====== Extracted records ======
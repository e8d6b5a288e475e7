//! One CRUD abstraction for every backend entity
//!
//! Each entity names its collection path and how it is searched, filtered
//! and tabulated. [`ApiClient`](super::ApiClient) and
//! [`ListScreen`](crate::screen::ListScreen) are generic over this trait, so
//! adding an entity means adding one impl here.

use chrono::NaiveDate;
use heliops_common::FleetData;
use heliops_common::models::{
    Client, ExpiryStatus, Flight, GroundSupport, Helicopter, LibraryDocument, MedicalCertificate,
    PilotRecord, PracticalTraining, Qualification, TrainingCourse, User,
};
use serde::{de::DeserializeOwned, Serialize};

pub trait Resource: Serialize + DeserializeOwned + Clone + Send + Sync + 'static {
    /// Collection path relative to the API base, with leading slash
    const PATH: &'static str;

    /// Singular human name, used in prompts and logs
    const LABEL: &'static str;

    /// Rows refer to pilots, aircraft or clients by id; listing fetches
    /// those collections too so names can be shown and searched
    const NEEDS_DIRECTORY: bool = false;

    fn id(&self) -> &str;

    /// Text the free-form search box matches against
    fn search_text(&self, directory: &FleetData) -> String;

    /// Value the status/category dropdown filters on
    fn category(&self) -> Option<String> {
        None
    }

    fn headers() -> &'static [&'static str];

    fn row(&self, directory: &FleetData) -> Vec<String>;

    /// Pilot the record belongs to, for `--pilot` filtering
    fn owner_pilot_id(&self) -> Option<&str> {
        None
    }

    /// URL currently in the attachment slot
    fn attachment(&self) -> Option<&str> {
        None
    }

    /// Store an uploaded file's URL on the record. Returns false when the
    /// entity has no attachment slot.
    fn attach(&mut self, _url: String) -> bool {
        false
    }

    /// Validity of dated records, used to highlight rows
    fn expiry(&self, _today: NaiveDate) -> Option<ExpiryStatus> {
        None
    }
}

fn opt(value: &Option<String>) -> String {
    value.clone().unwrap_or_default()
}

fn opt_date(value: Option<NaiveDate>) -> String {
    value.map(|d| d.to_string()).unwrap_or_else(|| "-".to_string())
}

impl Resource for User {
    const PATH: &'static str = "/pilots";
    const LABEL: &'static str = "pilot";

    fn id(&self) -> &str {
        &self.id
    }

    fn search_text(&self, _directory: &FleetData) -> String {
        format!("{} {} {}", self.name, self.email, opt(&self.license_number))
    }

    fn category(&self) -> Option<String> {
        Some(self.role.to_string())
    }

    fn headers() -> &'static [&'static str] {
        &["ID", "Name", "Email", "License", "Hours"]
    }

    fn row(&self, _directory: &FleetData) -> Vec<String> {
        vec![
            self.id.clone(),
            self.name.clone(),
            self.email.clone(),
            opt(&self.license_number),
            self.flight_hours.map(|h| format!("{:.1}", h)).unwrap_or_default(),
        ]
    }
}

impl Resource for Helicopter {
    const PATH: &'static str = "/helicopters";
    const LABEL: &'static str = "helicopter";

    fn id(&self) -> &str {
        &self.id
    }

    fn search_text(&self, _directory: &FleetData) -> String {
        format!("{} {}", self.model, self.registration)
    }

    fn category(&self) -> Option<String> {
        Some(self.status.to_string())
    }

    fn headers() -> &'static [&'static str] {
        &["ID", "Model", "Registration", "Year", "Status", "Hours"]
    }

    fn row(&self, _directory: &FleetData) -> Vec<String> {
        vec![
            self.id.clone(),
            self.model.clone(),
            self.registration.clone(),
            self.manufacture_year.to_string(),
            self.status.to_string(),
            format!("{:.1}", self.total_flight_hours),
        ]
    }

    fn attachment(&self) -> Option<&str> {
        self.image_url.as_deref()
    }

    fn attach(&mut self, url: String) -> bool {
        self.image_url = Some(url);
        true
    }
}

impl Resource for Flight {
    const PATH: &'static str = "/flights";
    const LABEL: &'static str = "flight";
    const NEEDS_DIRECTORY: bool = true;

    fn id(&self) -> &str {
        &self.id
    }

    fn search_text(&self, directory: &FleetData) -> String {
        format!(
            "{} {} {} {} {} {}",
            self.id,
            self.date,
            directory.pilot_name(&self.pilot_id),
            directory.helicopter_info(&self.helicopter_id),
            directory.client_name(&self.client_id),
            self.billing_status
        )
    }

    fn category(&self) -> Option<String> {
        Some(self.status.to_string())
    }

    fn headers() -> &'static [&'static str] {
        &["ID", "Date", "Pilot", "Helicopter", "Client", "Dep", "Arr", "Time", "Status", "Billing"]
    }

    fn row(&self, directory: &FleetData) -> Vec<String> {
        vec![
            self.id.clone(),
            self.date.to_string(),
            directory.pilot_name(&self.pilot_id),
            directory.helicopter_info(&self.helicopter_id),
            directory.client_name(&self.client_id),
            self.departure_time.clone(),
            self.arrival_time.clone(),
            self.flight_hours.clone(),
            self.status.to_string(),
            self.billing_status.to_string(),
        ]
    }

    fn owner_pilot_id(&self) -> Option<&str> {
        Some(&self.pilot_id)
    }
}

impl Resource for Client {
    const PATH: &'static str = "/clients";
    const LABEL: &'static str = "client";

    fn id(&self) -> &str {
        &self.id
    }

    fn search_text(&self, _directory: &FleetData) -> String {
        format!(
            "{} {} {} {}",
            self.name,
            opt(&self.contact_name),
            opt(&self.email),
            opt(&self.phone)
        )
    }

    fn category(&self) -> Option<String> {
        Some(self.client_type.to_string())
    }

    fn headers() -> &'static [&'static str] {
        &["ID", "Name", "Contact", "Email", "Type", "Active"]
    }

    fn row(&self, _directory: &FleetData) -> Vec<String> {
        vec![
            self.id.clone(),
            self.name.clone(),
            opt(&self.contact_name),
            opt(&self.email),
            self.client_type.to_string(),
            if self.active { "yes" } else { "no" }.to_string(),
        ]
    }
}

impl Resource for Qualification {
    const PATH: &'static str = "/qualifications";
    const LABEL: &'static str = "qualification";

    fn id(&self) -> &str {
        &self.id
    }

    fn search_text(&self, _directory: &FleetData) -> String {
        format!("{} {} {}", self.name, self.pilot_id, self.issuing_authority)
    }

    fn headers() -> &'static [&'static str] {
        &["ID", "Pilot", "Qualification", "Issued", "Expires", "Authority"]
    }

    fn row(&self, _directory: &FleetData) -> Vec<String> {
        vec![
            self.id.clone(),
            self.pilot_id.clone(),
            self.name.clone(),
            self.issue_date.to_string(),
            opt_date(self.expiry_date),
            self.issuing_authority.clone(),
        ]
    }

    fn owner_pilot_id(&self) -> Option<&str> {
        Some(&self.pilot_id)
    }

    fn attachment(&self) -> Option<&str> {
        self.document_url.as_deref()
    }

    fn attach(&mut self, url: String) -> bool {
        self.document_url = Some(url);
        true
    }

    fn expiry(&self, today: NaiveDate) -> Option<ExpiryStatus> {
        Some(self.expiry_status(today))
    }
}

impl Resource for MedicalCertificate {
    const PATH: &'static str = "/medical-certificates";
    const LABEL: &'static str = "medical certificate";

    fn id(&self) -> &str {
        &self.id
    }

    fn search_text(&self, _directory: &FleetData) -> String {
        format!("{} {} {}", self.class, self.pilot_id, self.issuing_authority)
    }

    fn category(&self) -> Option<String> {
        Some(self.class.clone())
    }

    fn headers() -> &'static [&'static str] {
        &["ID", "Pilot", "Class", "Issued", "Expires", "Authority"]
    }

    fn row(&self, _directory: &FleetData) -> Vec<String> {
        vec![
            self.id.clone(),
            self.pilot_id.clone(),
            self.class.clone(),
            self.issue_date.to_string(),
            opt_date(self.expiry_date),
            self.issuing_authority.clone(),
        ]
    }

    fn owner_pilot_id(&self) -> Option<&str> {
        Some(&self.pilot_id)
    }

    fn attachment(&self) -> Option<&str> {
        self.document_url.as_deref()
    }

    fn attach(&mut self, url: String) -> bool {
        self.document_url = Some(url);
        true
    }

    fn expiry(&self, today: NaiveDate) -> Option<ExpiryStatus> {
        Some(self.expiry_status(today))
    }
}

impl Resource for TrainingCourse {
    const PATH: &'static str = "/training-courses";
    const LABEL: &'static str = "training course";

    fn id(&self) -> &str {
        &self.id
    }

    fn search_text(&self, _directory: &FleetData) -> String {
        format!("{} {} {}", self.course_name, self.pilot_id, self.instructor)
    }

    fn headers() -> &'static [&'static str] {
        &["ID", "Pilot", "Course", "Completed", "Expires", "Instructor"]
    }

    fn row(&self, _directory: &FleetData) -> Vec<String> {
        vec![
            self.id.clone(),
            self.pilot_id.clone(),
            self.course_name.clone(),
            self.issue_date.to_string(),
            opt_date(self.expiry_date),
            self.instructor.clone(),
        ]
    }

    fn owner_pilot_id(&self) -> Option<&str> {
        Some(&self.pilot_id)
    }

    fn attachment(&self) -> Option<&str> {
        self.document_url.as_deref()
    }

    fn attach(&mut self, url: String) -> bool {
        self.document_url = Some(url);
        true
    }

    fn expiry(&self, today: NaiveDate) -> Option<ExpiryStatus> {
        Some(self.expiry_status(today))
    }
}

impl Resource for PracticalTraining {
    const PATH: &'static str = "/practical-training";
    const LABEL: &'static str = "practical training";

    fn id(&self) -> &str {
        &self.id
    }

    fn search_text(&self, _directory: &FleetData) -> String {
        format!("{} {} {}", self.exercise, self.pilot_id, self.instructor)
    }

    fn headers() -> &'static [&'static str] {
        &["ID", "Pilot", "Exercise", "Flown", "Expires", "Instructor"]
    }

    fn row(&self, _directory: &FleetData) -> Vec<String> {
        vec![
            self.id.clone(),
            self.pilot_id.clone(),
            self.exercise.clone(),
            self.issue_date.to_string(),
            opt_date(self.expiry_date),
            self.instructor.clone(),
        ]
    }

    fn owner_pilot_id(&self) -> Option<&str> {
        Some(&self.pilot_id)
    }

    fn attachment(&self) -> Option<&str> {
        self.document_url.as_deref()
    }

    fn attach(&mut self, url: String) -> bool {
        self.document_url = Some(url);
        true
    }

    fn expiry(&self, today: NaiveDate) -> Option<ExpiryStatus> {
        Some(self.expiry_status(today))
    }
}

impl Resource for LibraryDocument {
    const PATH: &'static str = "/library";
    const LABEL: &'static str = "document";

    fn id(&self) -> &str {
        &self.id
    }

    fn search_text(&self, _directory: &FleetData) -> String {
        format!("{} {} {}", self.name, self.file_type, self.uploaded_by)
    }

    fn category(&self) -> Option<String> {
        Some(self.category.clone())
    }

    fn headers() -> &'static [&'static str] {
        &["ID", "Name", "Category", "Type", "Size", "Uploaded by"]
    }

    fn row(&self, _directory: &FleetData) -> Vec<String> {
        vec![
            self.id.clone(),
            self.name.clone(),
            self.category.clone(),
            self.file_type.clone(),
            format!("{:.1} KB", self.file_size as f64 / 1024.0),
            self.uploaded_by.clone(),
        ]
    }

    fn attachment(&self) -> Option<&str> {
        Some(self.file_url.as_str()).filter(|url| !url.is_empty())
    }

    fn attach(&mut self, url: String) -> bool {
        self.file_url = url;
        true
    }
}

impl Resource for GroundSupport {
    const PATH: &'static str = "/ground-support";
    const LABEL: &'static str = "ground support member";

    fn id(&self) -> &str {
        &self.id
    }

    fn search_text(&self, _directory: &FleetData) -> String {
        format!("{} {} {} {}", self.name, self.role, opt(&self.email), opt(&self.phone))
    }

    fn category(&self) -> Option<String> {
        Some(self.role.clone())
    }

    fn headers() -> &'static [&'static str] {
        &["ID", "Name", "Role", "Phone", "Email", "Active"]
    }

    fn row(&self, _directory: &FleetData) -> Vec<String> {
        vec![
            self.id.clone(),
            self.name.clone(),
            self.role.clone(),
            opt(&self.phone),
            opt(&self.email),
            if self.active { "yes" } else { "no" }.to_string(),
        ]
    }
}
======
(Exercise): Among the records, count every line where "MedicalCertificate" appears. Reply with the total alone.

(Result): 2